The Journal of Engineering (Dec 2021)

How many Mel‐frequency cepstral coefficients to be utilized in speech recognition? A study with the Bengali language

  • Md. Rakibul Hasan,
  • Md. Mahbub Hasan,
  • Md Zakir Hossain

DOI
https://doi.org/10.1049/tje2.12082
Journal volume & issue
Vol. 2021, no. 12
pp. 817 – 827

Abstract

Read online

Abstract Speech‐related research has a wide range of applications. Most speech‐related researches employ Mel‐frequency cepstral coefficients (MFCCs) as acoustic features. However, finding the optimum number of MFCCs is an active research question. MFCC‐based speech classification was performed for both vowels and words in the Bengali language. As for the classification model, deep neural network (DNN) with Adam optimizer was used. The performances were measured with five different performance metrics, namely confusion matrix, classification accuracy, area under curve of receiver operating characteristic (AUC‐ROC), F1 score, and Cohen's Kappa with four‐fold cross‐validations at different number of MFCCs.
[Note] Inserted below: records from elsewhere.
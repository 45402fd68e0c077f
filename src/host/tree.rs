use crate::foundation::core::{Rect, Size, Vec2, Viewport};

/// Opaque reference to an element in the host's view tree.
#[derive(
    Clone, Copy, Debug, PartialEq, Eq, PartialOrd, Ord, Hash, serde::Serialize, serde::Deserialize,
)]
pub struct ElementHandle(pub u64);

/// Visibility of a host element as reported by the toolkit.
#[derive(Clone, Copy, Debug, Default, PartialEq, Eq, serde::Serialize, serde::Deserialize)]
#[serde(rename_all = "snake_case")]
pub enum ElementVisibility {
    /// Laid out and drawn.
    #[default]
    Visible,
    /// Laid out but not drawn.
    Invisible,
    /// Neither laid out nor drawn.
    Gone,
    /// No longer part of the tree; geometry reads are meaningless.
    Detached,
}

/// Read-only geometry capability exposed by a tree-shaped UI host.
///
/// All reads happen on the UI thread and must not block. Geometry is reported in layout
/// coordinates, before any ancestor scale transform is applied.
pub trait ElementTree {
    /// Size of the visible display area.
    fn viewport(&self) -> Viewport;

    /// Laid-out rectangle of `el`, or `None` if the host no longer knows it.
    fn element_rect(&self, el: ElementHandle) -> Option<Rect>;

    /// The element's own transform scale, not including ancestors.
    fn element_scale(&self, el: ElementHandle) -> Vec2;

    /// The containing element, or `None` at the root.
    fn element_parent(&self, el: ElementHandle) -> Option<ElementHandle>;

    /// Current visibility of `el`.
    fn element_visibility(&self, el: ElementHandle) -> ElementVisibility;

    /// Size the overlay label takes when showing `text` wrapped at `wrap_width`
    /// (`0` means unconstrained).
    fn measure_label(&self, text: &str, wrap_width: u32) -> Size;
}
All performance metrics gave the best score for 24/25 MFCCs; hence it is suggested that the optimum number of MFCCs should be 25, although many existing studies use only 13 MFCCs. Furthermore, it is verified that increasing the number of MFCCs yields better classification metrics with lower computational burden than the increment of hidden layers. Lastly, the optimum number of MFCCs obtained from this study was used in a more improved DNN model, from which 99% and 90% accuracies were achieved for vowel and word classification, respectively, and the vowel classification score outperformed state‐of‐the‐art results.